• [TASK] Check each line below for the word "unwrap", and copy those that have it.

• [LISTED ENTRIES]
======
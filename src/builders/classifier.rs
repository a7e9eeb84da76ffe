use anyhow::{Context, Result};
use log::debug;
use std::fs::File;
use std::io::{Read, Seek, SeekFrom};
use std::path::Path;

/// Installer guard attached to entries that only make sense on 64-bit Windows.
pub const X64_PRECONDITION: &str = "Check: Is64BitInstallMode;";

/// Suffix appended to the display label of a 64-bit launcher.
pub const X64_SUFFIX: &str = " x64";

const DOS_MAGIC: &[u8; 2] = b"MZ";
const PE_SIGNATURE: &[u8; 4] = b"PE\0\0";
const E_LFANEW_OFFSET: usize = 0x3C;
const DOS_HEADER_LEN: usize = 0x40;

/// Target machine recorded in a PE/COFF header.
#[derive(Debug, Clone, Copy, PartialEq, Eq)]
pub enum Machine {
    I386,
    Amd64,
    Arm64,
    Ia64,
    Other(u16),
}

impl Machine {
    pub fn from_raw(raw: u16) -> Self {
        match raw {
            0x014c => Machine::I386,
            0x8664 => Machine::Amd64,
            0xaa64 => Machine::Arm64,
            0x0200 => Machine::Ia64,
            other => Machine::Other(other),
        }
    }

    pub fn is_64bit(&self) -> bool {
        matches!(self, Machine::Amd64 | Machine::Arm64 | Machine::Ia64)
    }
}

/// Reports the target architecture of a native executable.
pub trait BinaryInspector {
    fn machine(&self, path: &Path) -> Result<Machine>;
}

/// Reads the machine type straight out of the PE header.
pub struct PeHeaderInspector;

impl PeHeaderInspector {
    pub fn new() -> Self {
        Self
    }
}

impl Default for PeHeaderInspector {
    fn default() -> Self {
        Self::new()
    }
}

impl BinaryInspector for PeHeaderInspector {
    fn machine(&self, path: &Path) -> Result<Machine> {
        let mut file =
            File::open(path).with_context(|| format!("Failed to open {}", path.display()))?;

        let mut dos_header = [0u8; DOS_HEADER_LEN];
        file.read_exact(&mut dos_header)
            .context("File is too short for a DOS header")?;
        if &dos_header[..2] != DOS_MAGIC {
            anyhow::bail!("Missing MZ signature");
        }

        let mut lfanew = [0u8; 4];
        lfanew.copy_from_slice(&dos_header[E_LFANEW_OFFSET..E_LFANEW_OFFSET + 4]);
        let pe_offset = u32::from_le_bytes(lfanew);

        // signature followed by the COFF machine field
        let mut pe_header = [0u8; 6];
        file.seek(SeekFrom::Start(u64::from(pe_offset)))?;
        file.read_exact(&mut pe_header)
            .context("File is too short for a PE header")?;
        if &pe_header[..4] != PE_SIGNATURE {
            anyhow::bail!("Missing PE signature at offset {pe_offset:#x}");
        }

        Ok(Machine::from_raw(u16::from_le_bytes([
            pe_header[4],
            pe_header[5],
        ])))
    }
}

/// Display label and installer guard resolved for one launcher.
#[derive(Debug, Clone, PartialEq, Eq)]
pub struct LaunchLabel {
    pub label: String,
    pub precondition: String,
}

impl LaunchLabel {
    /// Label for a launcher that needs no architecture guard.
    pub fn plain(tool_name: &str) -> Self {
        Self {
            label: tool_name.to_string(),
            precondition: String::new(),
        }
    }

    fn x64(tool_name: &str) -> Self {
        Self {
            label: format!("{tool_name}{X64_SUFFIX}"),
            precondition: X64_PRECONDITION.to_string(),
        }
    }
}

/// Resolves the label of a native executable.
///
/// Never fails: when the header cannot be read the executable is treated as
/// 32-bit so a broken sample cannot stop the tool from being packaged.
pub fn classify(tool_name: &str, exe_path: &Path, inspector: &dyn BinaryInspector) -> LaunchLabel {
    match inspector.machine(exe_path) {
        Ok(machine) if machine.is_64bit() => LaunchLabel::x64(tool_name),
        Ok(_) => LaunchLabel::plain(tool_name),
        Err(e) => {
            debug!(
                "could not read machine type of {}: {e:#}",
                exe_path.display()
            );
            LaunchLabel::plain(tool_name)
        }
    }
}

/// Builds a minimal PE image for the given machine. Test helper shared with
/// the resolver and engine tests.
#[cfg(test)]
pub(crate) fn fake_pe(machine: u16) -> Vec<u8> {
    let mut image = vec![0u8; DOS_HEADER_LEN];
    image[..2].copy_from_slice(DOS_MAGIC);
    image[E_LFANEW_OFFSET..E_LFANEW_OFFSET + 4].copy_from_slice(&(DOS_HEADER_LEN as u32).to_le_bytes());
    image.extend_from_slice(PE_SIGNATURE);
    image.extend_from_slice(&machine.to_le_bytes());
    image.extend_from_slice(&[0u8; 18]);
    image
}

#[cfg(test)]
mod tests {
    use super::*;
    use std::fs;
    use tempfile::tempdir;

    #[test]
    fn test_32bit_sample_is_unsuffixed() {
        let dir = tempdir().unwrap();
        let exe = dir.path().join("tool32.exe");
        fs::write(&exe, fake_pe(0x014c)).unwrap();

        let label = classify("HxD", &exe, &PeHeaderInspector::new());
        assert_eq!(label, LaunchLabel::plain("HxD"));
        assert!(label.precondition.is_empty());
    }

    #[test]
    fn test_64bit_sample_gets_suffix_and_guard() {
        let dir = tempdir().unwrap();
        let exe = dir.path().join("tool64.exe");
        fs::write(&exe, fake_pe(0x8664)).unwrap();

        let label = classify("HxD", &exe, &PeHeaderInspector::new());
        assert_eq!(label.label, "HxD x64");
        assert_eq!(label.precondition, X64_PRECONDITION);
    }

    #[test]
    fn test_arm64_counts_as_64bit() {
        let dir = tempdir().unwrap();
        let exe = dir.path().join("arm.exe");
        fs::write(&exe, fake_pe(0xaa64)).unwrap();

        assert_eq!(
            PeHeaderInspector::new().machine(&exe).unwrap(),
            Machine::Arm64
        );
    }

    #[test]
    fn test_unreadable_inputs_fall_back_to_plain() {
        let dir = tempdir().unwrap();
        let inspector = PeHeaderInspector::new();

        let missing = dir.path().join("missing.exe");
        assert_eq!(classify("tool", &missing, &inspector), LaunchLabel::plain("tool"));

        let text = dir.path().join("readme.exe");
        fs::write(&text, "this is not a portable executable, just some text").unwrap();
        assert!(inspector.machine(&text).is_err());
        assert_eq!(classify("tool", &text, &inspector), LaunchLabel::plain("tool"));

        let truncated = dir.path().join("truncated.exe");
        fs::write(&truncated, &fake_pe(0x8664)[..DOS_HEADER_LEN + 2]).unwrap();
        assert!(inspector.machine(&truncated).is_err());
        assert_eq!(classify("tool", &truncated, &inspector), LaunchLabel::plain("tool"));
    }
}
======
• [EXERCISE RESULT]
        let dir = tempdir().unwrap();
        fs::write(&exe, fake_pe(0x014c)).unwrap();
        let dir = tempdir().unwrap();
        fs::write(&exe, fake_pe(0x8664)).unwrap();
        let dir = tempdir().unwrap();
        fs::write(&exe, fake_pe(0xaa64)).unwrap();
            PeHeaderInspector::new().machine(&exe).unwrap(),
        let dir = tempdir().unwrap();
        fs::write(&text, "this is not a portable executable, just some text").unwrap();
        fs::write(&truncated, &fake_pe(0x8664)[..DOS_HEADER_LEN + 2]).unwrap();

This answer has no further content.